We went Scuba Diving! We had a chance on our day off to go scuba diving at one of the top 10 spots in the world. Once we arrived, some of us had to go through a training class in order to go out. Now, I don’t think I have ever really had a fear until the time started getting closer, and once I found out that if I did something wrong my lungs could explode. Luckily, we were all able to make through training and head out on the water to our destination. On our way there, we saw a big whale within 20ft of us! It was amazing! As we stopped at our scuba destination, I started to get very nauseas. Oh yea, I had also had a banana milkshake on our ride to the water.

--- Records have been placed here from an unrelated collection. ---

impl<K: Hash + Eq, V, S: BuildHasher> DlfuSegment<K, V, S> {
    pub(crate) fn init(config: DlfuCacheConfig, hash_builder: S) -> Result<Self, ConfigError> {
        config.validate()?;
        let increment = config.initial_increment();
        let reserve = config.capacity.get().min(MAX_PREALLOCATED_ENTRIES);
        Ok(DlfuSegment {
            heap: IndexedMinHeap::with_capacity(reserve),
            map: HashMap::with_capacity_and_hasher(reserve, hash_builder),
            increment,
            decay: config.decay(),
            next_seq: 0,
            metrics: DlfuCacheMetrics::new(increment),
            config,
        })
    }

    #[inline]
    pub(crate) fn config(&self) -> &DlfuCacheConfig {
        &self.config
    }

    #[inline]
    pub(crate) fn len(&self) -> usize {
        self.map.len()
    }

    #[inline]
    pub(crate) fn increment(&self) -> f64 {
        self.increment
    }

    #[inline]
    pub(crate) fn decay(&self) -> f64 {
        self.decay
    }

    #[inline]
    pub(crate) fn metrics(&self) -> &DlfuCacheMetrics {
        &self.metrics
    }

    fn next_seq(&mut self) -> u64 {
        let seq = self.next_seq;
        self.next_seq += 1;
        seq
    }

    /// Grows the increment by one step, renormalising first if the step
    /// would cross the ceiling.
    fn advance(&mut self) {
        let next = self.increment * self.decay;
        if next > RENORMALIZE_ABOVE {
            self.renormalize();
            self.increment *= self.decay;
        } else {
            self.increment = next;
        }
        self.metrics.current_increment = self.increment;
    }

    fn renormalize(&mut self) {
        self.heap
            .update_all(|entry| entry.metadata.priority *= RENORMALIZE_FACTOR);
        self.increment *= RENORMALIZE_FACTOR;
        self.metrics.renormalizations += 1;
        debug!(
            len = self.map.len(),
            increment = self.increment,
            "renormalized DLFU priorities"
        );
    }

    /// Returns `true` if `key` is stored and not expired at `now`.
    pub(crate) fn contains<Q>(&self, key: &Q, now: Instant) -> bool
    where
        K: Borrow<Q>,
        Q: ?Sized + Hash + Eq,
    {
        self.map
            .get(key)
            .and_then(|&id| self.heap.get(id))
            .is_some_and(|entry| !entry.metadata.is_expired(now))
    }

    pub(crate) fn priority<Q>(&self, key: &Q) -> Option<f64>
    where
        K: Borrow<Q>,
        Q: ?Sized + Hash + Eq,
    {
        let id = self.map.get(key)?;
        self.heap.get(*id).map(|entry| entry.metadata.priority)
    }

    /// Returns the value for `key` if it is live at `now`, raising its
    /// priority. The increment decays whether or not the read hits.
    pub(crate) fn get<Q>(&mut self, key: &Q, now: Instant) -> Option<&V>
    where
        K: Borrow<Q>,
        Q: ?Sized + Hash + Eq,
    {
        let lookup = self.map.get(key).copied().map(|id| {
            let expired = self
                .heap
                .get(id)
                .map_or(true, |entry| entry.metadata.is_expired(now));
            (id, expired)
        });

        match lookup {
            Some((id, false)) => {
                let increment = self.increment;
                if let Some(entry) = self.heap.get_mut(id) {
                    entry.metadata.priority += increment;
                }
                self.heap.fix(id);
                self.metrics.core.record_hit();
                self.advance();
                self.heap.get(id).map(|entry| &entry.value)
            }
            Some((_, true)) => {
                self.metrics.record_expired_read();
                self.advance();
                None
            }
            None => {
                self.metrics.core.record_miss();
                self.advance();
                None
            }
        }
    }

    /// Inserts or updates `key` with priority equal to the current increment
    /// and an expiry of `now + ttl`.
    ///
    /// Inserting a new key then reclaims expired entries according to the
    /// configured [`ExpiryPolicy`] and, if still over capacity, evicts the
    /// lowest-priority entry, which is returned.
    pub(crate) fn put(&mut self, key: K, value: V, ttl: Duration, now: Instant) -> Option<(K, V)>
    where
        K: Clone,
    {
        let priority = self.increment;
        let expires_at = now.checked_add(ttl);
        let seq = self.next_seq();

        if let Some(&id) = self.map.get(&key) {
            if let Some(entry) = self.heap.get_mut(id) {
                entry.value = value;
                entry.metadata.priority = priority;
                entry.metadata.expires_at = expires_at;
                entry.metadata.seq = seq;
            }
            self.heap.fix(id);
            self.metrics.core.record_update();
            self.advance();
            return None;
        }

        let entry = CacheEntry::with_metadata(
            key.clone(),
            value,
            DlfuMeta::new(priority, expires_at, seq),
        );
        let id = self.heap.push(entry);
        self.map.insert(key, id);
        self.metrics.core.record_insertion();

        match self.config.expiry {
            ExpiryPolicy::Lazy => self.pop_expired(now),
            ExpiryPolicy::Sweep => {
                self.purge_expired(now);
            }
        }

        let evicted = if self.map.len() > self.config.capacity.get() {
            self.evict_min()
        } else {
            None
        };
        self.advance();
        evicted
    }

    /// Pops expired entries while the heap root is expired.
    fn pop_expired(&mut self, now: Instant) {
        let mut expired = 0;
        while self
            .heap
            .peek()
            .is_some_and(|entry| entry.metadata.is_expired(now))
        {
            let Some(entry) = self.heap.pop() else {
                break;
            };
            self.map.remove(&entry.key);
            expired += 1;
        }
        if expired > 0 {
            self.metrics.record_expirations(expired);
            trace!(expired, "dropped expired entries at heap root");
        }
    }

    fn evict_min(&mut self) -> Option<(K, V)> {
        let victim = self.heap.pop()?;
        self.map.remove(&victim.key);
        let priority = victim.metadata.priority;
        self.metrics.record_priority_eviction(priority);
        trace!(priority, "evicted lowest priority entry");
        Some(victim.into_pair())
    }

    /// Removes every entry expired at `now` and rebuilds the heap. Returns
    /// the number removed.
    pub(crate) fn purge_expired(&mut self, now: Instant) -> usize {
        let expired = self.heap.retain(|entry| !entry.metadata.is_expired(now));
        for entry in &expired {
            self.map.remove(&entry.key);
        }
        let count = expired.len();
        if count > 0 {
            self.metrics.record_expirations(count);
            debug!(purged = count, len = self.map.len(), "purged expired entries");
        }
        count
    }

    pub(crate) fn remove<Q>(&mut self, key: &Q) -> Option<V>
    where
        K: Borrow<Q>,
        Q: ?Sized + Hash + Eq,
    {
        let id = self.map.remove(key)?;
        self.heap.remove(id).map(|entry| entry.value)
    }

    /// Drops every entry. The increment keeps its current value.
    pub(crate) fn clear(&mut self) {
        let dropped = self.map.len();
        self.map.clear();
        self.heap.clear();
        debug!(dropped, "cleared DLFU cache");
    }

    pub(crate) fn iter(&self) -> impl Iterator<Item = (&K, &V)> {
        self.heap.iter().map(|entry| (&entry.key, &entry.value))
    }
}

But anyways, the time had come, all of the anticipation and training was ready to be applied. Then the skipper spoke, “3, 2,1 Go!”

We fell in, and grouped together to get ready to go down. Well before going, I started to feel like I couldn’t breathe well out of my mouthpiece and the longer I was remaining on the surface of the water, the more nauseas I was becoming. So I decided, ok, here I go. Well, I went down, and it became real. The ocean didn’t feel like the swimming pool we practiced in and neither did the pressure on my head. As I started going deeper, the pressure on my head was so strong, my mask was filled with water, and I felt like I couldn’t breathe. I then started to panic and take quick short breaths, which is what they said not to do. I looked at the instructor and gave them hand signals that I needed to go up. The instructor signaled for me to calm down. Before jumping in, they told us we could only come up if we are crying. Well, I wasn’t crying but I felt like I was in a moment of life or death. I realized that I couldn’t calm down and I quickly started to swim back up to the top. When I came up, I was screaming, “I can’t do this, put me on the boat, I can’t breathe under there.” In my mind I thought I was finished. I thought I felt like I was going to die, and scuba diving wasn’t for me. There were also 2 other girls on the surface freaking out as well and my panic surely didn’t help. As I was freaking out, the other instructor tried calming me down, telling me that this is no different than training. Telling me that I can breathe ok, I just needed to relax. As I was on the surface, nausea arose again, and we reached a point where I needed to decide if I was going to do this or I would have to get back on the boat. Well, I thought to myself, I did all this training and I am floating here in the Indian Ocean, and I have a chance to experience something amazing. The time is now.

I decided to try again but this time I wanted to take it slow. Well everyone, the second time was a charm and I went all the down to the bottom of the reef. It was beautiful and something that I had only imagined doing. After our dive of 35 min, when we came back up to the surface, so did everything that I had eaten before. Yep, remember that banana shake? Well, it was all around me. And sadly my teammate came up swimming in it. But, I must say, scuba diving was an experience that I will always remember. It was a time when I experienced my first panic attack, but also a moment that opened my eyes to how strong I really am. I am definitely proud of myself for being able to overcome my fear.